Dataset records
+ + +
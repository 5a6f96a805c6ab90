use serde::Deserialize;
use serde_json::{Map, Value};

use crate::error::ParseError;
use crate::model::{Addon, Mission, PlayableSlots, SideFriendly, World};
use crate::wire::{clean_args, require_fields};

#[derive(Debug, Default, Deserialize)]
#[serde(default, rename_all = "camelCase")]
struct WireWorld {
    world_name: String,
    display_name: String,
    world_size: f64,
    latitude: f64,
    longitude: f64,
    author: String,
    #[serde(rename = "workshopID")]
    workshop_id: Value,
}

fn required_str(obj: &Map<String, Value>, field: &'static str) -> Result<String, ParseError> {
    match obj.get(field) {
        Some(Value::String(s)) => Ok(s.clone()),
        Some(other) => Err(ParseError::InvalidField {
            field,
            reason: format!("expected string, got {other}"),
        }),
        None => Err(ParseError::MissingField(field)),
    }
}

fn required_array<'a>(
    obj: &'a Map<String, Value>,
    field: &'static str,
) -> Result<&'a Vec<Value>, ParseError> {
    match obj.get(field) {
        Some(Value::Array(items)) => Ok(items),
        Some(other) => Err(ParseError::InvalidField {
            field,
            reason: format!("expected array, got {other}"),
        }),
        None => Err(ParseError::MissingField(field)),
    }
}

/// Workshop ids arrive as strings or as integral JSON numbers.
fn workshop_id(value: &Value) -> Result<String, ParseError> {
    match value {
        Value::String(s) => Ok(s.clone()),
        Value::Number(n) => {
            if let Some(u) = n.as_u64() {
                return Ok(u.to_string());
            }
            match n.as_f64() {
                Some(f) if f.fract() == 0.0 && f >= 0.0 => Ok(format!("{f:.0}")),
                _ => Err(ParseError::InvalidField {
                    field: "addons",
                    reason: format!("workshop id {n} is not an integer"),
                }),
            }
        }
        other => Err(ParseError::InvalidField {
            field: "addons",
            reason: format!("workshop id must be a string or number, got {other}"),
        }),
    }
}

fn parse_addons(items: &[Value]) -> Result<Vec<Addon>, ParseError> {
    items
        .iter()
        .map(|item| {
            let pair = item.as_array().ok_or_else(|| ParseError::InvalidField {
                field: "addons",
                reason: format!("entry is not an array: {item}"),
            })?;
            let (Some(name), Some(id)) = (pair.first(), pair.get(1)) else {
                return Err(ParseError::InvalidField {
                    field: "addons",
                    reason: format!("entry needs [name, workshopId]: {item}"),
                });
            };
            let name = name.as_str().ok_or_else(|| ParseError::InvalidField {
                field: "addons",
                reason: format!("addon name must be a string: {name}"),
            })?;
            Ok(Addon {
                name: name.to_string(),
                workshop_id: workshop_id(id)?,
            })
        })
        .collect()
}

fn parse_playable_slots(items: &[Value]) -> Result<PlayableSlots, ParseError> {
    let slot = |i: usize| -> Result<u8, ParseError> {
        items
            .get(i)
            .and_then(Value::as_f64)
            .filter(|f| f.fract() == 0.0 && (0.0..=255.0).contains(f))
            .map(|f| f as u8)
            .ok_or_else(|| ParseError::InvalidField {
                field: "playableSlots",
                reason: format!("slot {i} must be a count 0-255"),
            })
    };
    Ok(PlayableSlots {
        east: slot(0)?,
        west: slot(1)?,
        independent: slot(2)?,
        civilian: slot(3)?,
        logic: slot(4)?,
    })
}

fn parse_side_friendly(items: &[Value]) -> Result<SideFriendly, ParseError> {
    let flag = |i: usize| -> Result<bool, ParseError> {
        items
            .get(i)
            .and_then(Value::as_bool)
            .ok_or_else(|| ParseError::InvalidField {
                field: "sideFriendly",
                reason: format!("entry {i} must be a bool"),
            })
    };
    Ok(SideFriendly {
        east_west: flag(0)?,
        east_independent: flag(1)?,
        west_independent: flag(2)?,
    })
}

/// `:NEW:MISSION:` [worldJSON, missionJSON].
///
/// Returns the mission with empty version tags and the world. Version
/// stamping and cache resets belong to the caller.
pub fn parse_mission(args: &[String]) -> Result<(Mission, World), ParseError> {
    require_fields(args, 2)?;
    let data = clean_args(args);

    let wire_world: WireWorld =
        serde_json::from_str(&data[0]).map_err(|source| ParseError::InvalidJson {
            field: "world",
            source,
        })?;
    let world = World {
        world_name: wire_world.world_name,
        display_name: wire_world.display_name,
        world_size: wire_world.world_size,
        latitude: wire_world.latitude,
        longitude: wire_world.longitude,
        author: wire_world.author,
        workshop_id: match &wire_world.workshop_id {
            Value::Null => String::new(),
            v => workshop_id(v).unwrap_or_default(),
        },
    };

    let obj: Map<String, Value> =
        serde_json::from_str(&data[1]).map_err(|source| ParseError::InvalidJson {
            field: "mission",
            source,
        })?;

    let capture_delay = match obj.get("captureDelay") {
        Some(v) => v.as_f64().ok_or_else(|| ParseError::InvalidField {
            field: "captureDelay",
            reason: format!("expected number, got {v}"),
        })?,
        None => return Err(ParseError::MissingField("captureDelay")),
    };

    let mission = Mission {
        mission_name: required_str(&obj, "missionName")?,
        mission_name_source: required_str(&obj, "missionNameSource")?,
        briefing_name: required_str(&obj, "briefingName")?,
        on_load_name: required_str(&obj, "onLoadName")?,
        author: required_str(&obj, "author")?,
        server_name: required_str(&obj, "serverName")?,
        server_profile: required_str(&obj, "serverProfile")?,
        tag: required_str(&obj, "tag")?,
        start_time: chrono::Utc::now(),
        capture_delay: capture_delay as f32,
        addon_version: String::new(),
        extension_version: String::new(),
        extension_build: String::new(),
        addons: parse_addons(required_array(&obj, "addons")?)?,
        playable_slots: parse_playable_slots(required_array(&obj, "playableSlots")?)?,
        side_friendly: parse_side_friendly(required_array(&obj, "sideFriendly")?)?,
    };

    tracing::debug!(
        mission_name = %mission.mission_name,
        world_name = %world.world_name,
        "Parsed mission data"
    );

    Ok((mission, world))
}

#[cfg(test)]
mod tests {
    use super::*;
    use assert_matches::assert_matches;

    const WORLD: &str = r#"{"worldName":"Altis","displayName":"Altis","worldSize":30720,"latitude":-40.0,"longitude":30.0}"#;

    fn mission_json(addons: &str) -> String {
        format!(
            r#"{{"missionName":"Test Mission","missionNameSource":"file","briefingName":"Test Briefing",
            "serverName":"Test Server","serverProfile":"TestProfile","onLoadName":"Loading Test",
            "author":"Tester","tag":"TvT","captureDelay":1.0,"addons":{addons},
            "playableSlots":[10,10,5,0,2],"sideFriendly":[false,false,true]}}"#
        )
    }

    fn parse(addons: &str) -> Result<(Mission, World), ParseError> {
        parse_mission(&[WORLD.to_string(), mission_json(addons)])
    }

    #[test]
    fn parses_world_and_mission() {
        let (mission, world) = parse(r#"[["addon1","12345"],["addon2",67890]]"#).unwrap();
        assert_eq!(mission.mission_name, "Test Mission");
        assert_eq!(mission.tag, "TvT");
        assert_eq!(mission.capture_delay, 1.0);
        assert_eq!(world.world_name, "Altis");
        assert_eq!(world.world_size, 30720.0);
        assert_eq!(mission.addons.len(), 2);
        assert_eq!(mission.addons[1].workshop_id, "67890");
        assert_eq!(mission.playable_slots.independent, 5);
        assert!(mission.side_friendly.west_independent);
        assert!(mission.addon_version.is_empty());
        assert!(mission.extension_version.is_empty());
    }

    #[test]
    fn empty_addons() {
        let (mission, _) = parse("[]").unwrap();
        assert!(mission.addons.is_empty());
    }

    #[test]
    fn addon_integral_float_accepted() {
        let (mission, _) = parse(r#"[["ACE3",463939057.0]]"#).unwrap();
        assert_eq!(mission.addons[0].workshop_id, "463939057");
    }

    #[test]
    fn addon_bad_shapes_rejected() {
        assert_matches!(parse(r#"[["x",1.5]]"#), Err(ParseError::InvalidField { field: "addons", .. }));
        assert_matches!(parse(r#"[["x",true]]"#), Err(ParseError::InvalidField { field: "addons", .. }));
        assert_matches!(parse(r#"["x"]"#), Err(ParseError::InvalidField { field: "addons", .. }));
        assert_matches!(parse(r#"[[1,"2"]]"#), Err(ParseError::InvalidField { field: "addons", .. }));
        assert_matches!(parse(r#"[["x"]]"#), Err(ParseError::InvalidField { field: "addons", .. }));
    }

    #[test]
    fn missing_or_mistyped_required_field() {
        let json = mission_json("[]").replace(r#""tag":"TvT","#, "");
        assert_matches!(
            parse_mission(&[WORLD.to_string(), json]),
            Err(ParseError::MissingField("tag"))
        );

        let json = mission_json("[]").replace(r#""author":"Tester""#, r#""author":7"#);
        assert_matches!(
            parse_mission(&[WORLD.to_string(), json]),
            Err(ParseError::InvalidField { field: "author", .. })
        );

        let json = mission_json("[]").replace(r#""captureDelay":1.0"#, r#""captureDelay":"1""#);
        assert_matches!(
            parse_mission(&[WORLD.to_string(), json]),
            Err(ParseError::InvalidField { field: "captureDelay", .. })
        );
    }

    #[test]
    fn malformed_json() {
        assert_matches!(
            parse_mission(&["{".to_string(), mission_json("[]")]),
            Err(ParseError::InvalidJson { field: "world", .. })
        );
        assert_matches!(
            parse_mission(&[WORLD.to_string(), "[]".to_string()]),
            Err(ParseError::InvalidJson { field: "mission", .. })
        );
    }
}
+ + +
◆ **What is being asked**
Tally every line of the data that holds the word "longitude" and write the count alone.

◆ **Answer for this exercise**
3